畢竟她這些銀子也是好不容易攢的,要是一兩銀子才換幾塊錢,她就虧了。
趙大娘沉吟片刻說道,“上回我買一畝地才花了十兩銀子,五百塊錢換十兩銀子還真不貴,相當於咱們花五百塊能買一畝地呢。”
勞力們的工資都在八十到一百左右,相當於工作五六天就能買下一畝地。
村民們的存款也完全是夠的,換起來也沒有壓力,還能順便用鈔票把之前的欠賬給還了。
大家紛紛決定換錢,用自家存下來的五百塊鈔票跟陸清荷換十兩銀子,順便還按照這個比例算了一下他們之前的欠賬,一起用鈔票結清了。
陸清荷這一下又收入了一大筆錢,再也不用擔心在集市那邊沒錢用了。
換完了錢,陸清荷才又想到一個問題。
之前有不少外村的親戚來後溪村,他們現在也算是正式住下了,要是服徭役的話,他們要不要去?

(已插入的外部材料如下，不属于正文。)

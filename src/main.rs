// ==========================================
// 包装物料 BOM 系统 - 命令行入口
// ==========================================
// 职责: 打开本地库，加载配置与目录，输出看板计数
// 说明: 界面由宿主应用提供，这里只做无界面启动检查
// ==========================================

use std::path::PathBuf;
use std::process::ExitCode;

use packaging_bom::app::{get_default_db_path, AppState};
use packaging_bom::logging;

#[tokio::main]
async fn main() -> ExitCode {
    logging::init();

    tracing::info!("==================================================");
    tracing::info!("{}", packaging_bom::APP_NAME);
    tracing::info!("系统版本: {}", packaging_bom::VERSION);
    tracing::info!("==================================================");

    let db_path = get_default_db_path();
    tracing::info!("使用数据库: {}", db_path);

    // 可选参数: 物料目录文件
    let state = match std::env::args().nth(1).map(PathBuf::from) {
        Some(catalog_path) => AppState::with_catalog_file(db_path, &catalog_path),
        None => AppState::new(db_path),
    };
    let state = match state {
        Ok(state) => state,
        Err(e) => {
            tracing::error!("无法初始化AppState: {}", e);
            return ExitCode::FAILURE;
        }
    };

    match state.apply_locale().await {
        Ok(locale) => tracing::info!(locale = %locale, "界面语言"),
        Err(e) => tracing::warn!("语言配置读取失败: {}", e),
    }
    match state.restore_session().await {
        Ok(Some(session)) => tracing::info!(user = session.user(), "已恢复登录"),
        Ok(None) => tracing::info!("未记住登录名"),
        Err(e) => tracing::warn!("登录恢复失败: {}", e),
    }

    match state.dashboard_api.product_listing("").await {
        Ok(listing) => {
            for row in &listing {
                tracing::debug!(
                    code = %row.product.code,
                    weight_per_box = %row.weight_per_box_label,
                    avg_weight = %row.avg_weight_label,
                    "产品"
                );
            }
        }
        Err(e) => tracing::warn!("读取产品列表失败: {}", e.localized()),
    }

    match state.dashboard_api.counts().await {
        Ok(counts) => {
            tracing::info!(
                bom_records = counts.bom_records,
                products = counts.products,
                catalog_items = state.catalog.len(),
                "看板计数"
            );
            ExitCode::SUCCESS
        }
        Err(e) => {
            tracing::error!("读取看板计数失败: {}", e.localized());
            ExitCode::FAILURE
        }
    }
}
/// 校验已合并的产品（与新建表单同一套规则）
pub fn validate_product(product: &Product) -> Result<(), ProductValidationError> {
    if product.name.trim().is_empty() {
        return Err(ProductValidationError::NameRequired);
    }
    if !(product.weight_per_box > 0.0) || !product.weight_per_box.is_finite() {
        return Err(ProductValidationError::WeightPerBoxRequired);
    }
    if product.origin_room.trim().is_empty() {
        return Err(ProductValidationError::OriginRoomRequired);
    }
    if product.package_type.is_bulk() {
        return Ok(());
    }
    if !(product.box_count > 0.0) || !product.box_count.is_finite() {
        return Err(ProductValidationError::BoxCountRequired);
    }
    if !(product.avg_weight_per_package > 0.0) {
        return Err(ProductValidationError::AverageWeightRequired);
    }
    if product.package_type.is_thermopack() && !product.package_size.is_set() {
        return Err(ProductValidationError::PackageSizeRequired);
    }
    Ok(())
}

// ==========================================
// 派生规则
// ==========================================

/// 平均包重 = 每箱重量 / 每箱包数（任一非正则为 0）
pub fn average_weight_per_package(weight_per_box: f64, box_count: f64) -> f64 {
    if weight_per_box > 0.0 && box_count > 0.0 {
        weight_per_box / box_count
    } else {
        0.0
    }
}

/// 重量显示：两位小数 + 配置的单位符号
pub fn format_weight(value: f64, unit: WeightUnit) -> String {
    format!("{:.2} {}", value, unit.symbol())
}

/// SKU 编码格式化：只保留数字，最多 4 位，第 1 位后插入 "-"
///
/// # 示例
/// - "1193" → "1-193"
/// - "1" → "1"
/// - "a1b2" → "1-2"
pub fn format_sku_code(text: &str) -> String {
    let digits: String = text.chars().filter(|c| c.is_ascii_digit()).take(4).collect();
    match digits.len() {
        0 => String::new(),
        1 => digits,
        _ => format!("{}-{}", &digits[..1], &digits[1..]),
    }
}

/// 是否为完整的 D-DDD 编码
pub fn is_valid_sku_code(code: &str) -> bool {
    let bytes = code.as_bytes();
    bytes.len() == 5
        && bytes[1] == b'-'
        && bytes
            .iter()
            .enumerate()
            .all(|(i, b)| i == 1 || b.is_ascii_digit())
}

/// 宽松数字解析：取最长合法前缀，失败返回 0
///
/// 输入不完整不是错误，只会得到 0（由下游 "非正数短路" 处理）
pub fn parse_lenient_number(text: &str) -> f64 {
    let trimmed = text.trim().replace(',', ".");
    let mut end = 0;
    let mut seen_digit = false;
    let mut seen_dot = false;

    for (idx, ch) in trimmed.char_indices() {
        match ch {
            '+' | '-' if idx == 0 => {}
            '0'..='9' => seen_digit = true,
            '.' if !seen_dot => seen_dot = true,
            _ => break,
        }
        end = idx + ch.len_utf8();
    }

    if !seen_digit {
        return 0.0;
    }

    trimmed[..end]
        .parse::<f64>()
        .ok()
        .filter(|v| v.is_finite())
        .unwrap_or(0.0)
}

// ==========================================
// ProductDraft - 产品表单原始输入
// ==========================================
#[derive(Debug, Clone, Default)]
pub struct ProductDraft {
    pub code: String,
    pub name: String,
    pub box_count: String,
    pub weight_per_box: String,
    pub package_type: String,
    pub package_size: String,
    pub origin_room: String,
}

/// 产品表单校验错误
#[derive(Error, Debug, Clone, PartialEq)]
pub enum ProductValidationError {
    #[error("product code is required")]
    CodeRequired,

    #[error("product code must have the format D-DDD: {0}")]
    CodeFormat(String),

    #[error("product name is required")]
    NameRequired,

    #[error("weight per box must be greater than 0")]
    WeightPerBoxRequired,

    #[error("unknown package type: {0}")]
    UnknownPackageType(String),

    #[error("origin room is required")]
    OriginRoomRequired,

    #[error("packages per box must be greater than 0")]
    BoxCountRequired,

    #[error("average weight per package must be greater than 0")]
    AverageWeightRequired,

    #[error("package size is required for THERMOPACK")]
    PackageSizeRequired,
}

impl ProductDraft {
    /// 校验并转换为新建数据
    ///
    /// # 规则
    /// - 编码、名称、每箱重量 (> 0)、包装类型、来源车间必填
    /// - 非散装：每箱包数 > 0，平均包重 > 0；THERMOPACK 还需规格
    /// - 散装：包数/平均包重记 0，规格 N/A（免校验）
    pub fn validate(&self, session: &Session) -> Result<ProductFormData, ProductValidationError> {
        let code = self.code.trim();
        if code.is_empty() {
            return Err(ProductValidationError::CodeRequired);
        }
        let code = format_sku_code(code);
        if !is_valid_sku_code(&code) {
            return Err(ProductValidationError::CodeFormat(code));
        }

        let name = self.name.trim();
        if name.is_empty() {
            return Err(ProductValidationError::NameRequired);
        }

        let weight_per_box = parse_lenient_number(&self.weight_per_box);
        if weight_per_box <= 0.0 {
            return Err(ProductValidationError::WeightPerBoxRequired);
        }

        let package_type: PackageType = self
            .package_type
            .parse()
            .map_err(|_| ProductValidationError::UnknownPackageType(self.package_type.clone()))?;

        let origin_room = self.origin_room.trim();
        if origin_room.is_empty() {
            return Err(ProductValidationError::OriginRoomRequired);
        }

        let (box_count, avg_weight, package_size) = if package_type.is_bulk() {
            (0.0, 0.0, PackageSize::NotApplicable)
        } else {
            let box_count = parse_lenient_number(&self.box_count);
            if box_count <= 0.0 {
                return Err(ProductValidationError::BoxCountRequired);
            }
            let avg = average_weight_per_package(weight_per_box, box_count);
            if avg <= 0.0 {
                return Err(ProductValidationError::AverageWeightRequired);
            }
            let size = if package_type.is_thermopack() {
                let size = self
                    .package_size
                    .parse::<PackageSize>()
                    .unwrap_or(PackageSize::NotApplicable);
                if !size.is_set() {
                    return Err(ProductValidationError::PackageSizeRequired);
                }
                size
            } else {
                PackageSize::NotApplicable
            };
            (box_count, avg, size)
        };

        Ok(ProductFormData {
            code,
            name: name.to_uppercase(),
            package_type,
            package_size,
            box_count,
            weight_per_box,
            avg_weight_per_package: avg_weight,
            origin_room: origin_room.to_string(),
            created_by: session.user().to_string(),
        })
    }
}
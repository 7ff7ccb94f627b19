// ==========================================
// 包装物料 BOM 系统 - 物料目录
// ==========================================
// 职责: 只读参考数据（物料条目 + 类别列表）与查询
// 红线: 目录在启动时加载一次，之后只读
// ==========================================

mod seed;

use crate::domain::supply::SupplyItem;
use crate::domain::types::SupplyCategory;
use std::collections::HashMap;

// ==========================================
// SupplyCatalog - 物料目录
// ==========================================
#[derive(Debug, Clone, Default)]
pub struct SupplyCatalog {
    items: Vec<SupplyItem>,
    by_code: HashMap<String, usize>,
}

impl SupplyCatalog {
    /// 从条目列表构建目录（编码重复时保留第一条）
    pub fn new(items: Vec<SupplyItem>) -> Self {
        let mut kept = Vec::with_capacity(items.len());
        let mut by_code = HashMap::with_capacity(items.len());
        for item in items {
            if by_code.contains_key(&item.code) {
                tracing::warn!(code = %item.code, "物料编码重复，忽略后出现的条目");
                continue;
            }
            by_code.insert(item.code.clone(), kept.len());
            kept.push(item);
        }
        Self {
            items: kept,
            by_code,
        }
    }

    /// 内置基础目录
    pub fn builtin() -> Self {
        let items = seed::BUILTIN_ITEMS
            .iter()
            .filter_map(|(code, description, category, unit, content)| {
                SupplyItem::new(*code, *description, *category, *unit, *content)
            })
            .collect();
        Self::new(items)
    }

    /// 已识别的物料类别（固定顺序）
    pub fn categories(&self) -> &'static [SupplyCategory] {
        &SupplyCategory::ALL
    }

    pub fn items(&self) -> &[SupplyItem] {
        &self.items
    }

    pub fn len(&self) -> usize {
        self.items.len()
    }

    pub fn is_empty(&self) -> bool {
        self.items.is_empty()
    }

    /// 按物料编码查找
    pub fn find_by_code(&self, code: &str) -> Option<&SupplyItem> {
        self.by_code.get(code.trim()).map(|&idx| &self.items[idx])
    }

    /// 类别下的第一个物料（开关自动填充、THERMOPACK 膜自动计算使用）
    pub fn first_in_category(&self, category: SupplyCategory) -> Option<&SupplyItem> {
        self.items.iter().find(|i| i.category == category)
    }

    /// 类别下的全部物料
    pub fn items_in_category(
        &self,
        category: SupplyCategory,
    ) -> impl Iterator<Item = &SupplyItem> + '_ {
        self.items.iter().filter(move |i| i.category == category)
    }

    /// 物料选择器：类别内按描述/编码模糊搜索
    pub fn search(&self, category: SupplyCategory, query: &str) -> Vec<&SupplyItem> {
        self.items_in_category(category)
            .filter(|i| i.matches_query(query))
            .collect()
    }
}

趙大娘聽到她這個問題,搖搖頭,“我們沒讓他們出來見人,但要是到時候有人告訴當官的他們在這兒,當官的拿著戶籍冊來抓人,那就沒辦法了。”
後面的話,趙大娘沒說,陸清荷也懂。
畢竟一個人要花十兩銀子免徭役,男人要幹好幾天苦力活才能賺到。
本來自己家就要花十兩銀子出去,再給孃家親戚花這個錢,他們是真的不捨得了。
陸清荷也沒說什麼,反正是別人的家事,和她關係也不大。
幾天後,又有官吏來了,這回是來問後溪村眾人到底是交錢免役還是老實去服徭役的。
後溪村眾人把錢交了,拿到了免徭役的官府證明。
那官吏收錢的時候,目光不斷在村民身上巡視,好像在探究他們到底是怎麼拿出這麼多錢來的。
整個村子就沒有一家選擇不交錢,讓勞力去服徭役的。
難不成這個村子的人都這麼有錢?可看他們的屋子也看不出來多有錢。
院牆都是土夯的,屋子也是破舊的泥土牆,頂上大多都是草頂,和周邊幾個村也差不多。
因為人有錢了肯定會想著修房子,不說要蓋多豪華的,但起碼也得是青磚瓦房,不可能有錢了還住茅草頂的泥巴房。
所以官吏覺得,後溪村根本就不像是有錢的樣子,他們口中說的借錢應當是真的。
拿出這十兩銀子之後,恐怕這個村子是沒有一點油水可撈了。
不過能撈到這麼多也算很不錯了,誰能想到一個村子就能讓他們撈到千兩銀子呢?
官吏心裡美滋滋的想,這回他辦事辦得漂亮,可是能分到不少銀子了。
村民們也就是不知道官吏心裡到底在想什麼,不然是真的該狠狠慶幸村長的遠見了。
因為他們前段時間剛修好了院牆,都是磚和水泥壘起來的,非常結實,但村長說,水泥層外面必須糊一層泥巴,要讓牆看起來只是泥巴牆而已。
村民們是不理解但照做,全把院牆糊上了泥巴,蓋住了水泥原本的顏色。
可以說,這個決定救了後溪村眾人一次。